I read your comment as conflating 'talking about the culture war at all' and 'agreeing with / invoking Curtis Yarvin', which also conflates 'criticizing Yarvin' with 'silencing discussion of the culture war'.
This reinforces a false binary between totally mind-killed wokists and people (like Yarvin) who just literally believe that some folks deserve to suffer, because it's their genetic destiny.
This kind of tribalism is exactly what fuels the culture war, and not what successfully sidesteps, diffuses, or rectifies it. NRx, like the Cathedral, is a mind-killing apparatus, and one can cautiously mine individual ideas presented by either side, on the basis of the merits of that particular idea, while understanding that there is, in fact, very little in the way of a coherent model underlying those claims.
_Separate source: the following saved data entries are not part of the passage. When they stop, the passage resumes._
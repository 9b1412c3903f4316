//! Authentication handling for the Commcell SDK.
//!
//! A session authenticates every request with the `Authtoken` header. The
//! token is either obtained by logging in with a username and password or
//! supplied up front as a `QSDK`, `SAML` or `Bearer` token.

mod provider;
mod token;

pub(crate) use provider::encode_password;
pub use provider::{AuthToken, Credentials};
pub use token::SessionToken;

use async_trait::async_trait;
use reqwest::RequestBuilder;

use crate::error::Result;

/// Name of the header carrying the session token.
pub const AUTH_HEADER: &str = "Authtoken";

/// Trait for request authenticators.
#[async_trait]
pub trait Authenticator: Send + Sync {
    /// Apply authentication to a request.
    async fn authenticate(&self, request: RequestBuilder) -> Result<RequestBuilder>;

    /// Returns true if requests will carry a token.
    fn is_authenticated(&self) -> bool;
}
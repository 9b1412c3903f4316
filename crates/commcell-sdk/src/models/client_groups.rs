//! Client group request types.

use serde_json::{json, Value};

/// Request to create a client group.
#[derive(Debug, Clone, Default, PartialEq, Eq)]
pub struct ClientGroupCreate {
    /// Group name.
    pub name: String,
    /// Clients to associate. Names the commcell does not know are dropped.
    pub clients: Vec<String>,
    /// Group description.
    pub description: String,
}

impl ClientGroupCreate {
    /// Creates a request for an empty group.
    #[must_use]
    pub fn new(name: impl Into<String>) -> Self {
        Self {
            name: name.into(),
            ..Self::default()
        }
    }

    /// Adds a client to the group.
    #[must_use]
    pub fn with_client(mut self, client: impl Into<String>) -> Self {
        self.clients.push(client.into());
        self
    }

    /// Sets the clients of the group.
    #[must_use]
    pub fn with_clients<I, S>(mut self, clients: I) -> Self
    where
        I: IntoIterator<Item = S>,
        S: Into<String>,
    {
        self.clients = clients.into_iter().map(Into::into).collect();
        self
    }

    /// Sets the description.
    #[must_use]
    pub fn with_description(mut self, description: impl Into<String>) -> Self {
        self.description = description.into();
        self
    }

    pub(crate) fn to_json(&self, clients: &[String]) -> Value {
        let associated: Vec<Value> = clients
            .iter()
            .map(|name| json!({"clientName": name}))
            .collect();

        json!({
            "clientGroupOperationType": 1,
            "clientGroupDetail": {
                "description": self.description,
                "isSmartClientGroup": false,
                "scgRule": {},
                "clientGroup": {"clientGroupName": self.name},
                "associatedClients": associated
            }
        })
    }
}
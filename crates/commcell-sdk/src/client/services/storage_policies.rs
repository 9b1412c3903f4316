//! Storage policies service.

use async_trait::async_trait;
use parking_lot::RwLock;
use reqwest::Method;
use serde_json::{json, Value};
use tracing::{debug, instrument};

use crate::client::endpoints::Endpoint;
use crate::error::{Error, ErrorDomain, Result};
use crate::models::StoragePolicyCreate;
use crate::response::{self, as_id};

use super::{ApiContext, EntityMap, Fetcher, Lister, Mutator};

/// Storage policies of the commcell.
pub struct StoragePolicies {
    ctx: ApiContext,
    all: RwLock<EntityMap>,
}

impl std::fmt::Debug for StoragePolicies {
    fn fmt(&self, f: &mut std::fmt::Formatter<'_>) -> std::fmt::Result {
        f.debug_struct("StoragePolicies")
            .field("count", &self.all.read().len())
            .finish_non_exhaustive()
    }
}

impl StoragePolicies {
    pub(crate) async fn load(ctx: ApiContext) -> Result<Self> {
        let policies = Self {
            ctx,
            all: RwLock::new(EntityMap::new()),
        };
        policies.refresh().await?;
        Ok(policies)
    }

    fn not_found(name: &str) -> Error {
        Error::not_found(ErrorDomain::Storage, "policy", name.to_lowercase())
    }
}

#[async_trait]
impl Lister for StoragePolicies {
    #[instrument(skip(self))]
    async fn refresh(&self) -> Result<()> {
        let url = format!("{}?getAll=TRUE", self.ctx.endpoints.url(Endpoint::StoragePolicies));
        let value = self.ctx.http.get(&url, ErrorDomain::Storage).await?;

        let mut map = EntityMap::new();
        for policy in value
            .get("policies")
            .and_then(Value::as_array)
            .into_iter()
            .flatten()
        {
            if let (Some(name), Some(id)) = (
                policy.get("storagePolicyName").and_then(Value::as_str),
                policy.get("storagePolicyId").and_then(as_id),
            ) {
                map.insert(name, json!(id));
            }
        }

        debug!(count = map.len(), "Refreshed storage policies");
        *self.all.write() = map;
        Ok(())
    }

    fn all(&self) -> EntityMap {
        self.all.read().clone()
    }
}

#[async_trait]
impl Fetcher for StoragePolicies {
    type Item = StoragePolicy;

    async fn get(&self, name: &str) -> Result<StoragePolicy> {
        let id = self
            .all
            .read()
            .get(name)
            .and_then(as_id)
            .ok_or_else(|| Self::not_found(name))?;

        let url = self.ctx.endpoints.format(Endpoint::StoragePolicy, &[&id]);
        let properties = self.ctx.http.get(&url, ErrorDomain::Storage).await?;
        Ok(StoragePolicy {
            name: name.to_lowercase(),
            id,
            properties,
        })
    }
}

#[async_trait]
impl Mutator for StoragePolicies {
    type Request = StoragePolicyCreate;
    type Item = StoragePolicy;

    /// Creates a disk storage policy.
    ///
    /// # Example
    ///
    /// ```rust,no_run
    /// # use commcell_sdk::{Commcell, Mutator};
    /// # use commcell_sdk::models::StoragePolicyCreate;
    /// # async fn example(commcell: Commcell) -> Result<(), commcell_sdk::Error> {
    /// let policies = commcell.storage_policies().await?;
    /// let request = StoragePolicyCreate::new("Gold-30d", "DiskLib01", "ma01", 30)
    ///     .with_dedup_path("/ddb/gold")
    ///     .with_streams(4);
    /// let policy = policies.add(request).await?;
    /// println!("created policy {}", policy.id());
    /// # Ok(())
    /// # }
    /// ```
    #[instrument(skip(self, request), fields(name = %request.name))]
    async fn add(&self, request: StoragePolicyCreate) -> Result<StoragePolicy> {
        if self.has(&request.name) {
            return Err(Error::already_exists(
                ErrorDomain::Storage,
                "Storage policy",
                &request.name,
            ));
        }

        let url = self.ctx.endpoints.url(Endpoint::StoragePolicies);
        let value = self
            .ctx
            .http
            .post(url, &request.to_json(), ErrorDomain::Storage)
            .await?;

        if value.pointer("/error/errorCode").and_then(response::error_code_value) != Some(0) {
            let message = value
                .pointer("/error/errorMessage")
                .and_then(Value::as_str)
                .unwrap_or_default();
            return Err(Error::operation(
                ErrorDomain::Storage,
                102,
                format!("Failed to create storage policy\nError: \"{message}\""),
            ));
        }

        self.refresh().await?;
        self.get(&request.name).await
    }

    #[instrument(skip(self))]
    async fn delete(&self, name: &str) -> Result<()> {
        if !self.has(name) {
            return Err(Self::not_found(name));
        }

        let url = self.ctx.endpoints.format(Endpoint::StoragePolicy, &[&name]);
        let (ok, raw) = self.ctx.http.dispatch(Method::DELETE, &url, None).await?;
        if !ok {
            return Err(Error::response(
                raw.status.as_u16(),
                response::extract_title(&raw.text()),
            ));
        }

        // The server answers with JSON on failure and plain text on success.
        let text = raw.text();
        let failure = match serde_json::from_str::<Value>(&text) {
            Ok(value) => value
                .get("errorCode")
                .and_then(response::error_code_value)
                .filter(|code| *code != 0)
                .and(value.get("errorMessage").and_then(Value::as_str))
                .map(str::to_string),
            Err(_) if text.trim().is_empty() => return Err(Error::EmptyResponse { detail: None }),
            Err(_) => (text.contains("errorCode") && text.contains("errorMessage"))
                .then(|| text.trim().to_string()),
        };
        if let Some(message) = failure {
            return Err(Error::operation(
                ErrorDomain::Storage,
                102,
                format!("Failed to delete storage policy\nError: \"{message}\""),
            ));
        }

        self.refresh().await
    }
}

/// One storage policy.
#[derive(Debug, Clone)]
pub struct StoragePolicy {
    name: String,
    id: u64,
    properties: Value,
}

impl StoragePolicy {
    /// Lower-cased policy name.
    #[must_use]
    pub fn name(&self) -> &str {
        &self.name
    }

    /// Policy id.
    #[must_use]
    pub fn id(&self) -> u64 {
        self.id
    }

    /// Names of the copies of this policy, lower-cased.
    #[must_use]
    pub fn copy_names(&self) -> Vec<String> {
        self.properties
            .get("copy")
            .and_then(Value::as_array)
            .into_iter()
            .flatten()
            .filter_map(|c| c.pointer("/StoragePolicyCopy/copyName").and_then(Value::as_str))
            .map(str::to_lowercase)
            .collect()
    }

    /// Returns true if the policy has a copy named `name`.
    #[must_use]
    pub fn has_copy(&self, name: &str) -> bool {
        let name = name.to_lowercase();
        self.copy_names().iter().any(|c| *c == name)
    }

    /// Raw policy properties.
    #[must_use]
    pub fn properties(&self) -> &Value {
        &self.properties
    }
}
//! Common test utilities and fixtures.


pub use fixtures::*;
pub use server::*;

/// Installs a tracing subscriber honouring `RUST_LOG`, once per process.
pub fn init_tracing() {
    use tracing_subscriber::EnvFilter;

    let _ = tracing_subscriber::fmt()
        .with_env_filter(
            EnvFilter::try_from_default_env().unwrap_or_else(|_| EnvFilter::new("warn")),
        )
        .with_test_writer()
        .try_init();
}
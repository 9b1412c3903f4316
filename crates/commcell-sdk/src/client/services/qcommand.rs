//! Legacy qcommand channel.

use reqwest::Method;
use serde_json::Value;
use tracing::instrument;

use crate::client::endpoints::Endpoint;
use crate::client::http::Payload;
use crate::error::{ErrorDomain, Result};

use super::ApiContext;

/// Raw passthroughs to the qoperation and qcommand endpoints.
#[derive(Clone)]
pub(crate) struct QcommandService {
    ctx: ApiContext,
}

impl QcommandService {
    pub(crate) fn new(ctx: ApiContext) -> Self {
        Self { ctx }
    }

    /// Posts a JSON or XML request to `Qcommand/qoperation execute`.
    #[instrument(skip(self, request))]
    pub(crate) async fn qoperation_execute(&self, request: &Payload) -> Result<Value> {
        let url = self.ctx.endpoints.url(Endpoint::ExecuteQoperation);
        self.ctx
            .http
            .request(Method::POST, url, Some(request), ErrorDomain::Response)
            .await
    }

    /// Runs a qcommand, optionally with an input XML document.
    #[instrument(skip(self, input_xml))]
    pub(crate) async fn execute_qcommand(
        &self,
        command: &str,
        input_xml: Option<&str>,
    ) -> Result<Value> {
        let mut fields = vec![("command".to_string(), command.to_string())];
        if let Some(xml) = input_xml {
            fields.push(("inputRequestXML".to_string(), xml.to_string()));
        }
        let url = self.ctx.endpoints.url(Endpoint::ExecuteQcommand);
        self.ctx
            .http
            .request(Method::POST, url, Some(&Payload::Form(fields)), ErrorDomain::Response)
            .await
    }
}
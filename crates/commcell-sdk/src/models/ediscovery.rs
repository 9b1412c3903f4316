//! eDiscovery crawl job types.

/// Entity a crawl job runs against.
#[derive(Debug, Clone, Copy, PartialEq, Eq)]
pub enum CrawlTarget {
    /// An inventory, or one asset of it.
    Inventory,
    /// An eDiscovery client (file server, project).
    Client,
}

impl CrawlTarget {
    /// Value of the `type` query parameter.
    #[must_use]
    pub fn code(self) -> u8 {
        match self {
            Self::Inventory => 0,
            Self::Client => 1,
        }
    }
}

/// State of a crawl job as reported by the job status call.
#[derive(Debug, Clone, Copy, PartialEq, Eq)]
pub enum CrawlJobState {
    /// The job is running.
    Running,
    /// The job finished.
    Completed,
    /// The job finished with errors.
    CompletedWithError,
    /// The job stopped, aborted or cannot make progress.
    Failed(u8),
    /// A state code this crate does not know; treated as still running.
    Other(i64),
}

impl CrawlJobState {
    /// Maps a server state code.
    #[must_use]
    pub fn from_code(code: i64) -> Self {
        match code {
            0 => Self::Running,
            1 => Self::Completed,
            10 => Self::CompletedWithError,
            2..=9 => Self::Failed(u8::try_from(code).unwrap_or_default()),
            other => Self::Other(other),
        }
    }

    /// Returns true for states that end the wait loop.
    #[must_use]
    pub fn is_terminal(self) -> bool {
        matches!(
            self,
            Self::Completed | Self::CompletedWithError | Self::Failed(_)
        )
    }
}
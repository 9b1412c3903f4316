//! Shared session token.

use std::sync::atomic::{AtomicU64, Ordering};
use std::sync::Arc;

use async_trait::async_trait;
use parking_lot::RwLock;
use reqwest::RequestBuilder;
use secrecy::{ExposeSecret, SecretString};

use super::{AuthToken, Authenticator, AUTH_HEADER};
use crate::error::Result;

/// The token of a live session, shared by the session and its transport.
///
/// Every store bumps a generation counter so concurrent 401 handlers can tell
/// whether somebody else already renewed the token.
pub struct SessionToken {
    token: Arc<RwLock<Option<SecretString>>>,
    generation: Arc<AtomicU64>,
    renew_lock: Arc<tokio::sync::Mutex<()>>,
}

impl SessionToken {
    /// Creates an empty token holder.
    #[must_use]
    pub fn new() -> Self {
        Self {
            token: Arc::new(RwLock::new(None)),
            generation: Arc::new(AtomicU64::new(0)),
            renew_lock: Arc::new(tokio::sync::Mutex::new(())),
        }
    }

    /// Returns the current header value, if logged in.
    #[must_use]
    pub fn get(&self) -> Option<String> {
        self.token
            .read()
            .as_ref()
            .map(|t| t.expose_secret().to_string())
    }

    /// Stores a token.
    pub fn set(&self, token: &AuthToken) {
        *self.token.write() = Some(SecretString::new(token.expose().to_string()));
        self.generation.fetch_add(1, Ordering::SeqCst);
    }

    /// Stores a raw header value received from the server.
    pub fn set_raw(&self, value: impl Into<String>) {
        *self.token.write() = Some(SecretString::new(value.into()));
        self.generation.fetch_add(1, Ordering::SeqCst);
    }

    /// Clears the token.
    pub fn clear(&self) {
        *self.token.write() = None;
        self.generation.fetch_add(1, Ordering::SeqCst);
    }

    /// Returns true if a token is stored.
    #[must_use]
    pub fn is_set(&self) -> bool {
        self.token.read().is_some()
    }

    /// Current generation counter.
    #[must_use]
    pub fn generation(&self) -> u64 {
        self.generation.load(Ordering::SeqCst)
    }

    /// Serializes token renewals.
    pub(crate) async fn lock_renewal(&self) -> tokio::sync::MutexGuard<'_, ()> {
        self.renew_lock.lock().await
    }
}

impl Default for SessionToken {
    fn default() -> Self {
        Self::new()
    }
}

impl Clone for SessionToken {
    fn clone(&self) -> Self {
        Self {
            token: Arc::clone(&self.token),
            generation: Arc::clone(&self.generation),
            renew_lock: Arc::clone(&self.renew_lock),
        }
    }
}

#[async_trait]
impl Authenticator for SessionToken {
    async fn authenticate(&self, request: RequestBuilder) -> Result<RequestBuilder> {
        match self.get() {
            Some(token) => Ok(request.header(AUTH_HEADER, token)),
            None => Ok(request),
        }
    }

    fn is_authenticated(&self) -> bool {
        self.is_set()
    }
}

impl std::fmt::Debug for SessionToken {
    fn fmt(&self, f: &mut std::fmt::Formatter<'_>) -> std::fmt::Result {
        f.debug_struct("SessionToken")
            .field("is_set", &self.is_set())
            .field("generation", &self.generation())
            .finish()
    }
}
//! Response classification at the transport boundary.
//!
//! The Commcell web service reports failures in several shapes: legacy HTML
//! error pages, non-200 statuses with plain text, and 200 responses whose
//! JSON body carries a non-zero `errorCode`. [`classify`] folds all of them
//! into one [`ResponseClass`] so call sites handle a single type.

use bytes::Bytes;
use reqwest::StatusCode;
use serde_json::Value;

use crate::error::{Error, ErrorDomain, Result};

/// Raw response as returned by the dispatcher.
#[derive(Debug, Clone)]
pub struct RawResponse {
    /// HTTP status.
    pub status: StatusCode,
    /// Value of the `Content-Type` header, if any.
    pub content_type: Option<String>,
    /// Response body.
    pub body: Bytes,
}

impl RawResponse {
    /// Returns the body as text, replacing invalid UTF-8.
    #[must_use]
    pub fn text(&self) -> String {
        String::from_utf8_lossy(&self.body).into_owned()
    }

    /// Parses the body as JSON.
    ///
    /// An empty body, or a body that is JSON `null`, yields `None`.
    pub fn json(&self) -> Result<Option<Value>> {
        if self.body.iter().all(u8::is_ascii_whitespace) {
            return Ok(None);
        }
        match serde_json::from_slice::<Value>(&self.body)? {
            Value::Null => Ok(None),
            value => Ok(Some(value)),
        }
    }

    /// Returns true if the server declared a JSON body.
    #[must_use]
    pub fn is_json(&self) -> bool {
        self.content_type
            .as_deref()
            .is_some_and(|ct| ct.contains("application/json"))
    }
}

/// Outcome of inspecting a response.
#[derive(Debug, Clone, PartialEq)]
pub enum ResponseClass {
    /// 200 with a well formed JSON body and no embedded error.
    Success(Value),
    /// Non-200 status.
    HttpError {
        /// HTTP status code.
        status: u16,
        /// HTML title or raw body text.
        message: String,
    },
    /// 200 with a non-zero error code embedded in the body.
    ApiError {
        /// Server error code, if numeric.
        code: Option<i64>,
        /// Server message, verbatim.
        message: String,
    },
    /// 200 with an empty or non-JSON body.
    MalformedBody,
}

/// Classifies a dispatcher result.
#[must_use]
pub fn classify(ok: bool, response: &RawResponse) -> ResponseClass {
    if !ok {
        return ResponseClass::HttpError {
            status: response.status.as_u16(),
            message: extract_title(&response.text()),
        };
    }

    match response.json() {
        Ok(Some(value)) => match embedded_error(&value) {
            Some((code, message)) => ResponseClass::ApiError { code, message },
            None => ResponseClass::Success(value),
        },
        Ok(None) | Err(_) => ResponseClass::MalformedBody,
    }
}

/// Returns the text between `<title>` and `</title>`, or the whole input.
#[must_use]
pub fn extract_title(text: &str) -> String {
    if let (Some(start), Some(end)) = (text.find("<title>"), text.find("</title>")) {
        let start = start + "<title>".len();
        if start <= end {
            return text[start..end].to_string();
        }
    }
    text.to_string()
}

/// Looks for a non-zero error code in the known error shapes.
///
/// Returns the code (when numeric) and the accompanying message.
#[must_use]
pub fn embedded_error(value: &Value) -> Option<(Option<i64>, String)> {
    let candidates = [
        Some(value),
        value.get("error"),
        value.get("errList").and_then(|l| l.get(0)),
        value.get("response").and_then(|l| l.get(0)),
    ];

    candidates
        .into_iter()
        .flatten()
        .find_map(error_in_object)
}

fn error_in_object(obj: &Value) -> Option<(Option<i64>, String)> {
    let code = obj.get("errorCode")?;
    let numeric = error_code_value(code);
    if numeric == Some(0) {
        return None;
    }

    let message = ["errorMessage", "errLogMessage", "errorString"]
        .iter()
        .find_map(|key| obj.get(*key).and_then(Value::as_str))
        .map_or_else(|| format!("Error code: {code}"), str::to_string);

    Some((numeric, message))
}

/// Reads an `errorCode` that may be sent as a number or a numeric string.
#[must_use]
pub fn error_code_value(code: &Value) -> Option<i64> {
    match code {
        Value::Number(n) => n.as_i64(),
        Value::String(s) => s.trim().parse().ok(),
        _ => None,
    }
}

/// Reads an id sent as a number or a numeric string.
#[must_use]
pub fn as_id(value: &Value) -> Option<u64> {
    match value {
        Value::Number(n) => n.as_u64(),
        Value::String(s) => s.trim().parse().ok(),
        _ => None,
    }
}

/// Converts a classified response into the JSON value or an error.
///
/// `ApiError` becomes an [`Error::Api`] in `domain` with the server message.
pub fn into_json(class: ResponseClass, domain: ErrorDomain) -> Result<Value> {
    match class {
        ResponseClass::Success(value) => Ok(value),
        ResponseClass::HttpError { status, message } => Err(Error::response(status, message)),
        ResponseClass::ApiError { code, message } => Err(Error::api(domain, code, message)),
        ResponseClass::MalformedBody => Err(Error::EmptyResponse { detail: None }),
    }
}

/// Fetches a required key from a JSON object.
pub fn require<'a>(value: &'a Value, key: &str) -> Result<&'a Value> {
    value
        .get(key)
        .ok_or_else(|| Error::empty(format!("missing key '{key}'")))
}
Or, to the extent that there is such a model, it doesn't survive (much) contact with reality.
[it feels useful for me to point out that Yarvin has ever said things I agree with, and that I'm sympathetic to some of the main-line wokist positions, to avoid the impression that I'm merely a wokist cosplaying centrism; in fact, the critiques of wokism I find most compelling are the critiques that come from the left, but it's also true that Yarvin has some views here that are more in contact with reality]
edit: I agree that people should say things they believe and be engaged with in good faith (conditional on they, themselves, are engaging in good faith)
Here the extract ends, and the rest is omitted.